= About this exercise =
Look below for the line that has "pub fn page(&self)". Set down the lines from there through the line that has "holding an image.", exactly as written.

= Given information =
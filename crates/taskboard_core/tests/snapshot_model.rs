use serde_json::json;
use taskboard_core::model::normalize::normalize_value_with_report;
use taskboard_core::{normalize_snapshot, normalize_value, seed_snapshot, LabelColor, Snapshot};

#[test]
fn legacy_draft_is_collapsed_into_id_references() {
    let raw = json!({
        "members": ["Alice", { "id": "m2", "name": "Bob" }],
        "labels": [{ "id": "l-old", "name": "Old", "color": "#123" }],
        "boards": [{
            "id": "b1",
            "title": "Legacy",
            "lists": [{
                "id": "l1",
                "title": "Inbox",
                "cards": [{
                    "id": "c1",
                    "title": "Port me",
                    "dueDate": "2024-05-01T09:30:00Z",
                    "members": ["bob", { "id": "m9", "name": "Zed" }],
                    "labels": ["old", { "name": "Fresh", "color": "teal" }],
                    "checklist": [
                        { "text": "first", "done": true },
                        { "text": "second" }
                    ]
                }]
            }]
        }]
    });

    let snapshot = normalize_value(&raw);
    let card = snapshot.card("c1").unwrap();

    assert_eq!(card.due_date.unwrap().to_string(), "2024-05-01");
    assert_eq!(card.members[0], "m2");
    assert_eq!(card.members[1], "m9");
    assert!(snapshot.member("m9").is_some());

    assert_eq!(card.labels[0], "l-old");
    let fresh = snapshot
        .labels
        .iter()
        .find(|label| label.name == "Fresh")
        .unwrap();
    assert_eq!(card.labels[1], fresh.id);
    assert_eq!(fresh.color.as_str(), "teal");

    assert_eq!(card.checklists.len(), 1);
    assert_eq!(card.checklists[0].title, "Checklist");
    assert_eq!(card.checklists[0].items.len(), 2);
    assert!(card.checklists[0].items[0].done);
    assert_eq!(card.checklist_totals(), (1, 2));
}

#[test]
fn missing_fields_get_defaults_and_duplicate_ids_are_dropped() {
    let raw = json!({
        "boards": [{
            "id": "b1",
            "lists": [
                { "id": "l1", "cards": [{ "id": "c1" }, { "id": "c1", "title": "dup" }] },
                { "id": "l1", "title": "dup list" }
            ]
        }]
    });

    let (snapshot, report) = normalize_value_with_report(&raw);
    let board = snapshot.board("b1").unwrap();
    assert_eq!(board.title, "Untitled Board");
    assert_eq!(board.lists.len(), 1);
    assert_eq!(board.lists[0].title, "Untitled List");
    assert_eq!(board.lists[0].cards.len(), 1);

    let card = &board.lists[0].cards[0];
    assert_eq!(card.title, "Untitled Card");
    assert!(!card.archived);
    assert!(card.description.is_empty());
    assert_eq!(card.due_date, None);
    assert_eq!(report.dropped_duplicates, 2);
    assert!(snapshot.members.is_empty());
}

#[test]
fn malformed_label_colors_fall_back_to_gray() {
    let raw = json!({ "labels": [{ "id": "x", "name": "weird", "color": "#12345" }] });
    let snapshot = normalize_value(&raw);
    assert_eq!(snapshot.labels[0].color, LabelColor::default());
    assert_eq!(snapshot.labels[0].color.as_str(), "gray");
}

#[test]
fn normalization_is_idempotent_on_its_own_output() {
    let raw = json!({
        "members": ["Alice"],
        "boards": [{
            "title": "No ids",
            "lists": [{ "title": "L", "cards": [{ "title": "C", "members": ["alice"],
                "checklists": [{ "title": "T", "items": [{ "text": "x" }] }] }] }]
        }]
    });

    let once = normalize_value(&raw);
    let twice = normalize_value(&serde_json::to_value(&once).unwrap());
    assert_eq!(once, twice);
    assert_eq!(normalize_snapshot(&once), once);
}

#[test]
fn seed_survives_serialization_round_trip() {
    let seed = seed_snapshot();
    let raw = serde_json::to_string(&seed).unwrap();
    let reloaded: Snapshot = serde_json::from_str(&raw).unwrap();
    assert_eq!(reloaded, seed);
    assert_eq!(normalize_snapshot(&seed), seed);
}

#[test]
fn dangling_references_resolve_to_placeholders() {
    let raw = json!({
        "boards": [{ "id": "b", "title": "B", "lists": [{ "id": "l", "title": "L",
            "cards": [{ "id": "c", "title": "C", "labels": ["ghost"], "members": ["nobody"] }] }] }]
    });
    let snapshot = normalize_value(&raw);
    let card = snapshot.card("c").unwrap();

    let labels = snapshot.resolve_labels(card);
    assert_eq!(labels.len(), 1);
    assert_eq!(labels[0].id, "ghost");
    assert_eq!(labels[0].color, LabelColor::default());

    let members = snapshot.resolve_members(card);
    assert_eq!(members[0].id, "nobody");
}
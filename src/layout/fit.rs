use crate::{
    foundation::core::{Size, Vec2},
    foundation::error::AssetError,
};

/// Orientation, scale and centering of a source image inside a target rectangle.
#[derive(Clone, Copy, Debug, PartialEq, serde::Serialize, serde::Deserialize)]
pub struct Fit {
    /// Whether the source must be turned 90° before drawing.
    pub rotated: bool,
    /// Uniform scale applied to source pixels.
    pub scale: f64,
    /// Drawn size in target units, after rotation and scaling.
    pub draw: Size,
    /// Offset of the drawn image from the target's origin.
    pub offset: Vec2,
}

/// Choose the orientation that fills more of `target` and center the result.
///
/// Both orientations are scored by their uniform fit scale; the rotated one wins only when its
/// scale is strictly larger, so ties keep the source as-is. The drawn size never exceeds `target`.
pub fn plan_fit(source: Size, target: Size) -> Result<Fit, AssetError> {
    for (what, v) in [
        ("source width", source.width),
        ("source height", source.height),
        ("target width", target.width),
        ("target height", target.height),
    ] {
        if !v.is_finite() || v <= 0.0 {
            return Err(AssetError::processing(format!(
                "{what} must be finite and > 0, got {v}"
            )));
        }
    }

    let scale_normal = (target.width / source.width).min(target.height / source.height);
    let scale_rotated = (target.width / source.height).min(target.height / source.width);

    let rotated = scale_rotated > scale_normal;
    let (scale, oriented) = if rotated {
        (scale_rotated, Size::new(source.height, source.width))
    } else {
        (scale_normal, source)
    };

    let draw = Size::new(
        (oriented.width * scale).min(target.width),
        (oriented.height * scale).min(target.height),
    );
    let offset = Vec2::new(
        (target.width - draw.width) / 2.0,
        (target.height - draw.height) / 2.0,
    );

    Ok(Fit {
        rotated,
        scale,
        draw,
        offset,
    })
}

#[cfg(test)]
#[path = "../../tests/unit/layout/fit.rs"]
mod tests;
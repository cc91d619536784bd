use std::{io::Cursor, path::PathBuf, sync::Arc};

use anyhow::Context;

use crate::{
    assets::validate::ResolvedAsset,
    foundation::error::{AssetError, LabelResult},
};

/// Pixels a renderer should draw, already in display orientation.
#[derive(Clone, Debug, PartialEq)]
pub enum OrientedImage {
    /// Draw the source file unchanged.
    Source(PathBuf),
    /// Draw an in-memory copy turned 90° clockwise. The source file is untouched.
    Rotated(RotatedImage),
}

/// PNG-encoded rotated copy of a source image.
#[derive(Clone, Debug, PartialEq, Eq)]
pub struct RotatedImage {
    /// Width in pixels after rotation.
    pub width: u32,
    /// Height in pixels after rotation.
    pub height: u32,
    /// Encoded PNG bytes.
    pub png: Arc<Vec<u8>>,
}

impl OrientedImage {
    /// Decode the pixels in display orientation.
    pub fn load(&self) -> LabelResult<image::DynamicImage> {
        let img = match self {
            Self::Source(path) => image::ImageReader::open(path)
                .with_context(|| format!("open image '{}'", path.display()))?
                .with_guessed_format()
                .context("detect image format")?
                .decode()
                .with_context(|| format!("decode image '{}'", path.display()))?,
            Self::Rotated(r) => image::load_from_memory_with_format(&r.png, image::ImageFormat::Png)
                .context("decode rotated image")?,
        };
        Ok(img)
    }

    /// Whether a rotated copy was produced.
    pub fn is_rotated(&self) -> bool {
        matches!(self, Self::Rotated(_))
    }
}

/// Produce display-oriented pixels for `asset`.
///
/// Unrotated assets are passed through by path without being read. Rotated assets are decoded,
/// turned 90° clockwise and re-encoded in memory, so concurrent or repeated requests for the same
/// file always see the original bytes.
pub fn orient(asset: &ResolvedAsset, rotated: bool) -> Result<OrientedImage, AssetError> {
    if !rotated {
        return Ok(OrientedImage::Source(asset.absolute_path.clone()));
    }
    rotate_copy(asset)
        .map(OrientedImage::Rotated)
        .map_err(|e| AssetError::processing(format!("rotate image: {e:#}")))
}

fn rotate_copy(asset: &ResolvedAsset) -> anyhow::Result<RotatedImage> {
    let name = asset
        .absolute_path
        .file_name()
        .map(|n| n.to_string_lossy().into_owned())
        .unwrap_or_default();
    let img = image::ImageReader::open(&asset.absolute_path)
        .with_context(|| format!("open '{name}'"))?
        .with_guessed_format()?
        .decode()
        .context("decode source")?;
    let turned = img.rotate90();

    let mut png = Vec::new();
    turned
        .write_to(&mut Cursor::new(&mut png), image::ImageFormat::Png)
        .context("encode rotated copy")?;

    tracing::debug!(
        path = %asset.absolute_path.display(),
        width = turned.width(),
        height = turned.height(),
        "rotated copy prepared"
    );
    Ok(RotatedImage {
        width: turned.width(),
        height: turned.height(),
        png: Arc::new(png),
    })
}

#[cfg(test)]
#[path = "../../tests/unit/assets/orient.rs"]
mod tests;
...
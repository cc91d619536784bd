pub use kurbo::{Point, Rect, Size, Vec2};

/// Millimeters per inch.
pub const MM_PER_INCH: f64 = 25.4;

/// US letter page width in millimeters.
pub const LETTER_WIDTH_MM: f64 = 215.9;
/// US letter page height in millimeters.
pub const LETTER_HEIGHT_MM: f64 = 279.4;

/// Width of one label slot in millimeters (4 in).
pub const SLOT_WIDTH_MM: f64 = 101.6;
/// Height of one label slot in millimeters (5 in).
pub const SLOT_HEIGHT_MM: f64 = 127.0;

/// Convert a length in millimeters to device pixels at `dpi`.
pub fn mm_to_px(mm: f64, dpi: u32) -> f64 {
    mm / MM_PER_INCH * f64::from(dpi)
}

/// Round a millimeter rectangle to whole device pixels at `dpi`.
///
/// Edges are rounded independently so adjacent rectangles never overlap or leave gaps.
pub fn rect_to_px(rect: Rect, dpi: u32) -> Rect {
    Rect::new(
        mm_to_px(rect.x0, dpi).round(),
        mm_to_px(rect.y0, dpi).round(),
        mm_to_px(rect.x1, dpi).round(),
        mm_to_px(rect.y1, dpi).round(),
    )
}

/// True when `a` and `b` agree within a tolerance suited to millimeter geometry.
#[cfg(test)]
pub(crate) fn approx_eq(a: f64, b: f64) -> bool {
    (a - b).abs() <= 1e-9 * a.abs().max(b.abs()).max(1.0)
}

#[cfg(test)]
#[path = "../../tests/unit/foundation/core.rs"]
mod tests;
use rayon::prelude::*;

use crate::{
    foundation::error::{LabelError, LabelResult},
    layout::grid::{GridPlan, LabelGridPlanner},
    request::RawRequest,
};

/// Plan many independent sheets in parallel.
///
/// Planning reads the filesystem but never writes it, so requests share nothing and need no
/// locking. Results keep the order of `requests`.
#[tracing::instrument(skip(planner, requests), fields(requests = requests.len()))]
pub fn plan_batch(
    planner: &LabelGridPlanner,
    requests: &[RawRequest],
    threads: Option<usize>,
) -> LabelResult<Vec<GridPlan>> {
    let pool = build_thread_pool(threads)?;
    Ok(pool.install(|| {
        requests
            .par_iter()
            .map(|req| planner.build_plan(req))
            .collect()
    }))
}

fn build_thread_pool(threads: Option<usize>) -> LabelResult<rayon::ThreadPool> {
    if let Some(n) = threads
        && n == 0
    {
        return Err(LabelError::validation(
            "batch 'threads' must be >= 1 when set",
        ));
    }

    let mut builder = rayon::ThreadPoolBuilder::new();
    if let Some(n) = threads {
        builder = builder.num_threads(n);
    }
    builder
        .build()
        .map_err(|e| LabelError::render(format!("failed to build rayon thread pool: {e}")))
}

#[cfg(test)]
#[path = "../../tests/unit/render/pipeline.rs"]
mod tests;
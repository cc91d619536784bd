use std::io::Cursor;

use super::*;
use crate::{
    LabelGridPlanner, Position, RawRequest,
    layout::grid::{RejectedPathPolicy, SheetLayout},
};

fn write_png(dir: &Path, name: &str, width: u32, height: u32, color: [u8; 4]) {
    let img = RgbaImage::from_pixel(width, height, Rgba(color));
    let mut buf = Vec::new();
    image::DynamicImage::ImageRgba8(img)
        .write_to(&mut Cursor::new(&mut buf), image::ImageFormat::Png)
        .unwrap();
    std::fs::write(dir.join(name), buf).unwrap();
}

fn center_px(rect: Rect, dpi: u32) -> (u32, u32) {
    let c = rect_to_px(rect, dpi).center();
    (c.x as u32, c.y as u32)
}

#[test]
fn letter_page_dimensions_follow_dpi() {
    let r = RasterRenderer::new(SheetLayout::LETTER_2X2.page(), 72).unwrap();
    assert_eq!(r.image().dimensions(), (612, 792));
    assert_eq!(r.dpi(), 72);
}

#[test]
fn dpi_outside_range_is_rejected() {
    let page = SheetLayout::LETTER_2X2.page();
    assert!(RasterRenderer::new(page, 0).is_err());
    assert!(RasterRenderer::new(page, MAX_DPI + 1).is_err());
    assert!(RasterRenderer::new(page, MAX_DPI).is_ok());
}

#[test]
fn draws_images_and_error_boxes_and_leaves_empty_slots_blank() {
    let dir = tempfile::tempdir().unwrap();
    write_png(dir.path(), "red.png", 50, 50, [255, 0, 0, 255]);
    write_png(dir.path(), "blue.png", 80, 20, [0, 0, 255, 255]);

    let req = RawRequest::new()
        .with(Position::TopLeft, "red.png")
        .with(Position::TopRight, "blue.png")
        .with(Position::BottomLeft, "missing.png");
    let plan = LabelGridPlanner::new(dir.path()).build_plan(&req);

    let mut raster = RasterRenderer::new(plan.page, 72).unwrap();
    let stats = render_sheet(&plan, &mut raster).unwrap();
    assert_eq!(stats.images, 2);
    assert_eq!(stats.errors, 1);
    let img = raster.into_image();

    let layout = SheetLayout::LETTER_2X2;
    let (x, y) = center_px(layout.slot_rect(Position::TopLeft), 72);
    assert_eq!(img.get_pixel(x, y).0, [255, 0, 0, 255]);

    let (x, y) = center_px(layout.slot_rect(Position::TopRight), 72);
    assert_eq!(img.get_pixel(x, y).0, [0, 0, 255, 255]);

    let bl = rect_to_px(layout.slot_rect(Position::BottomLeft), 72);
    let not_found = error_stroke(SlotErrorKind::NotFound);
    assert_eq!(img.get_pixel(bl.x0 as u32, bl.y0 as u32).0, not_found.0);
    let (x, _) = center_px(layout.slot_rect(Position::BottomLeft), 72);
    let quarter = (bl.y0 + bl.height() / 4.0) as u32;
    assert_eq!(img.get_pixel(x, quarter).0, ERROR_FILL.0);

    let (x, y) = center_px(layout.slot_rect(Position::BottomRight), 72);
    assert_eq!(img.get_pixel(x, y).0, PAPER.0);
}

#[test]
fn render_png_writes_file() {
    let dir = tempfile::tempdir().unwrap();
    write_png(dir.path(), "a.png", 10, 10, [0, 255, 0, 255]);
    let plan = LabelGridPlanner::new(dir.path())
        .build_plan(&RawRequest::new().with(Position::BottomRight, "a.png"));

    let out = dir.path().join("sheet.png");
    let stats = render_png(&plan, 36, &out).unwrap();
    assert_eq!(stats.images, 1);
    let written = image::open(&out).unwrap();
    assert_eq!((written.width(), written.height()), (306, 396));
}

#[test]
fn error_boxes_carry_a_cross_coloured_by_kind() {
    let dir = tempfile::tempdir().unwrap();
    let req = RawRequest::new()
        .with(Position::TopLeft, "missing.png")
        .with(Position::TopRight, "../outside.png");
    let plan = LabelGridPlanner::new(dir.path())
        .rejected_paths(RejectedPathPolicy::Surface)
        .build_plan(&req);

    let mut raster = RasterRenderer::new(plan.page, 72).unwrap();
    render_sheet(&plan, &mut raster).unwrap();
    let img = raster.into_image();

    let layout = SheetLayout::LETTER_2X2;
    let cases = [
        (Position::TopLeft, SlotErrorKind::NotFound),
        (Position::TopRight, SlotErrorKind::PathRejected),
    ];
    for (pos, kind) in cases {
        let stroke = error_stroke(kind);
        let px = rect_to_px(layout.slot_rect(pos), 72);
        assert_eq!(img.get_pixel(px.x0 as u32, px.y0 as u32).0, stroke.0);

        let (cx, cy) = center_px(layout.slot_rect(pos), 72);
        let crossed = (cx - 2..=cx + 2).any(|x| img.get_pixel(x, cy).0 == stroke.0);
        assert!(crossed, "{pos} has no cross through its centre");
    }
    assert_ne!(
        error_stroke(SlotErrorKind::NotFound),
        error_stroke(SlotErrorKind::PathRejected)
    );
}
---
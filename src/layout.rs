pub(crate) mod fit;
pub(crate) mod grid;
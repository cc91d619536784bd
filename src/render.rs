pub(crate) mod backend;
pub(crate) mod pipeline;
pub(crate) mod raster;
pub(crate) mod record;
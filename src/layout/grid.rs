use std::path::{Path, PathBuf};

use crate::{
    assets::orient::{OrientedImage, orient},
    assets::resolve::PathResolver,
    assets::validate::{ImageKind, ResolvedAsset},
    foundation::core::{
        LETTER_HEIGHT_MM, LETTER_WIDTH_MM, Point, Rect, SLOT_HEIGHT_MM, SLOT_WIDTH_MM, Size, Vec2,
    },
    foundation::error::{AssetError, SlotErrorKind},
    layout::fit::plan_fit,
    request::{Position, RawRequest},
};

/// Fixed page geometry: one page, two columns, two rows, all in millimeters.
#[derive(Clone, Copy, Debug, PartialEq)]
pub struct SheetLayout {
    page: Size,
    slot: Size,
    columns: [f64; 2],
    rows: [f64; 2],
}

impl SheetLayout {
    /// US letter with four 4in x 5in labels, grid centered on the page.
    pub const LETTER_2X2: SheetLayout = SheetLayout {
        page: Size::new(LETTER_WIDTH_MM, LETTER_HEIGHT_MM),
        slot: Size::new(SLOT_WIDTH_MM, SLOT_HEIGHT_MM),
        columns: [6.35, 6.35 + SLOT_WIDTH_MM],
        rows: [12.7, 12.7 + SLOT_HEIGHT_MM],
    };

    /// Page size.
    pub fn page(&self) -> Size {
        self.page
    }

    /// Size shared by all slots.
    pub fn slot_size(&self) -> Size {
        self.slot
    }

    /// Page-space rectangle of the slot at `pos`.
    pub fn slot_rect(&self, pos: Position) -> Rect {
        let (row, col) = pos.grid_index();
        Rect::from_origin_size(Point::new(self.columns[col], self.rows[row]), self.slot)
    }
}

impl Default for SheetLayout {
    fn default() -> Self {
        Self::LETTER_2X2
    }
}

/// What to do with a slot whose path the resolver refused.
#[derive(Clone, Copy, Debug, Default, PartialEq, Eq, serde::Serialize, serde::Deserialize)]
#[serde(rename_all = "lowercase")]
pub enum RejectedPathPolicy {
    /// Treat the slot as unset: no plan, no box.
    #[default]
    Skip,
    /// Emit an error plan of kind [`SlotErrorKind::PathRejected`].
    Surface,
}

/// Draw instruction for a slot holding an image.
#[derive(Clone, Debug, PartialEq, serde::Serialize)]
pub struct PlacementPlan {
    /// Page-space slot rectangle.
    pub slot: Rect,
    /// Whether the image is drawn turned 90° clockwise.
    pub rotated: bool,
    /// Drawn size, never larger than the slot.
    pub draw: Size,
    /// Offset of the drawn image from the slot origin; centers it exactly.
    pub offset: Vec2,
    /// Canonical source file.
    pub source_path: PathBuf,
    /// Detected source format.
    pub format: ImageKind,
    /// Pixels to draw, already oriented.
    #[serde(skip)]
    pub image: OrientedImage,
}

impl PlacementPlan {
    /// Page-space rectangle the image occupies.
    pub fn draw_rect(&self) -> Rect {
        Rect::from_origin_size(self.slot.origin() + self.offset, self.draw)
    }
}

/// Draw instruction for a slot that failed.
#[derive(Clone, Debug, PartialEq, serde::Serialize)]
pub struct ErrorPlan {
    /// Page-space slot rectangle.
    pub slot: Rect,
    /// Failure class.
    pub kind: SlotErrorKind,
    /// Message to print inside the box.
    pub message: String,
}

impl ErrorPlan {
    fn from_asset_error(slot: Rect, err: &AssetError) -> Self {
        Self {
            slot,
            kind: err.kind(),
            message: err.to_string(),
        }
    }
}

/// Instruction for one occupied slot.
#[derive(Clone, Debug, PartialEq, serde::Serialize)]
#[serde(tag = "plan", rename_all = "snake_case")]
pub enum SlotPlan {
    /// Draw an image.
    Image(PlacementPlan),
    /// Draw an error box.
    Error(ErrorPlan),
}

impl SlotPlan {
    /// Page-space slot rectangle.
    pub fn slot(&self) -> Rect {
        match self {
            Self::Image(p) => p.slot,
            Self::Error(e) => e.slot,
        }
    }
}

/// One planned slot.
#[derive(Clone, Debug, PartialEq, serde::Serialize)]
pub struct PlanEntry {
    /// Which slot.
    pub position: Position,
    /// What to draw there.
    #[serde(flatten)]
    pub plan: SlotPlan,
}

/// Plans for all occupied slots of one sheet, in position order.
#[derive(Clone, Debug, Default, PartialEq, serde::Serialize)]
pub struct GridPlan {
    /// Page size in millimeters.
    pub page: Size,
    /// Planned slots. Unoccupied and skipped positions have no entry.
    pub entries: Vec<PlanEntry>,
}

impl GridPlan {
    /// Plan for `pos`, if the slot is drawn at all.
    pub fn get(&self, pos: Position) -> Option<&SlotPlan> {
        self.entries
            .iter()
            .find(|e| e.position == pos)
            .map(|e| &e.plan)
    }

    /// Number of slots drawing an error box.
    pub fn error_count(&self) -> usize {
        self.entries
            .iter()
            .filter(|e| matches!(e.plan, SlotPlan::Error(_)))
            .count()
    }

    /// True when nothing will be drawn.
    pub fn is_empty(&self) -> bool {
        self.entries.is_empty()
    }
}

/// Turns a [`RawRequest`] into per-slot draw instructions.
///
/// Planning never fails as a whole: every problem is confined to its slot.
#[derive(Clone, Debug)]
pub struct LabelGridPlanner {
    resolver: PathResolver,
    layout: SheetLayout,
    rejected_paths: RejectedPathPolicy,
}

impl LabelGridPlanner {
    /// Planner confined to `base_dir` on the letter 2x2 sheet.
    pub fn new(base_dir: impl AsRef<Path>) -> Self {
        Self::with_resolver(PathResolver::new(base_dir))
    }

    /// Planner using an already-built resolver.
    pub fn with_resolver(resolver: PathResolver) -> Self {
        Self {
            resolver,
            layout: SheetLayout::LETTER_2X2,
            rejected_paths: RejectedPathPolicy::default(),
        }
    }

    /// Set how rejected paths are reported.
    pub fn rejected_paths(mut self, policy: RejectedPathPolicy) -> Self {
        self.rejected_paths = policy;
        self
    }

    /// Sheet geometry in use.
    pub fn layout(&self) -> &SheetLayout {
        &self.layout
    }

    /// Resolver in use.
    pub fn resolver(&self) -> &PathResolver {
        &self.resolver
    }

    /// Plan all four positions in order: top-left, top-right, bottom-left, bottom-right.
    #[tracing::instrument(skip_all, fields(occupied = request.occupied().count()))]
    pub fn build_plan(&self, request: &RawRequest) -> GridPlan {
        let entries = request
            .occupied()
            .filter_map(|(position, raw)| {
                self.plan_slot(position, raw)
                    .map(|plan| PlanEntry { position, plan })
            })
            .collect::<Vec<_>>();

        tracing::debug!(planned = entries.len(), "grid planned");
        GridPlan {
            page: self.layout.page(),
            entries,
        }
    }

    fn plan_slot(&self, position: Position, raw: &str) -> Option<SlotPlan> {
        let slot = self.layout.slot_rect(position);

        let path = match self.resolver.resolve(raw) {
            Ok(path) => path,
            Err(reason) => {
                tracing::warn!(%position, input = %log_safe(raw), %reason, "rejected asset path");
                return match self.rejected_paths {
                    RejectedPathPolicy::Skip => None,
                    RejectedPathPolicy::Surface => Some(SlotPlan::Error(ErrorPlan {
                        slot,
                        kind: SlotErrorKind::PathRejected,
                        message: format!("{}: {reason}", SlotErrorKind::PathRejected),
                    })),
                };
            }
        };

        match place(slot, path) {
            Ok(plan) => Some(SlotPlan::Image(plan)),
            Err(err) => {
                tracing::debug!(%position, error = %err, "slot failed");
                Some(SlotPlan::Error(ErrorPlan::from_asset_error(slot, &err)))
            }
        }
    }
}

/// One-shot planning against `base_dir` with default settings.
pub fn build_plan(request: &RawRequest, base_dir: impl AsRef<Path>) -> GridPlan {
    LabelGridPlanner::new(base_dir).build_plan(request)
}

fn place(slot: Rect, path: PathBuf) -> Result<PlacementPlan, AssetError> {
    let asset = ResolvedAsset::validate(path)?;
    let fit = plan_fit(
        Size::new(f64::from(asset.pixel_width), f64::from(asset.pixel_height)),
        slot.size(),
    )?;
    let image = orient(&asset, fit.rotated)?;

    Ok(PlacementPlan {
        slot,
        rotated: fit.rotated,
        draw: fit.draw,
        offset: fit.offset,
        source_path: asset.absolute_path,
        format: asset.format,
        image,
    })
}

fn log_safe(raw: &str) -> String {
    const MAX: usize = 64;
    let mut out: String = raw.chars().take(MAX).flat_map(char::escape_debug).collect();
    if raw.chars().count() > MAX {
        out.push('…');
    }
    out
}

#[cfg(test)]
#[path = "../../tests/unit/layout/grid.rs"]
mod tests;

= Solution to the problem =
    pub fn page(&self) -> Size {
        self.page
    }

    /// Size shared by all slots.
    pub fn slot_size(&self) -> Size {
        self.slot
    }

    /// Page-space rectangle of the slot at `pos`.
    pub fn slot_rect(&self, pos: Position) -> Rect {
        let (row, col) = pos.grid_index();
        Rect::from_origin_size(Point::new(self.columns[col], self.rows[row]), self.slot)
    }
}

impl Default for SheetLayout {
    fn default() -> Self {
        Self::LETTER_2X2
    }
}

/// What to do with a slot whose path the resolver refused.
#[derive(Clone, Copy, Debug, Default, PartialEq, Eq, serde::Serialize, serde::Deserialize)]
#[serde(rename_all = "lowercase")]
pub enum RejectedPathPolicy {
    /// Treat the slot as unset: no plan, no box.
    #[default]
    Skip,
    /// Emit an error plan of kind [`SlotErrorKind::PathRejected`].
    Surface,
}

/// Draw instruction for a slot holding an image.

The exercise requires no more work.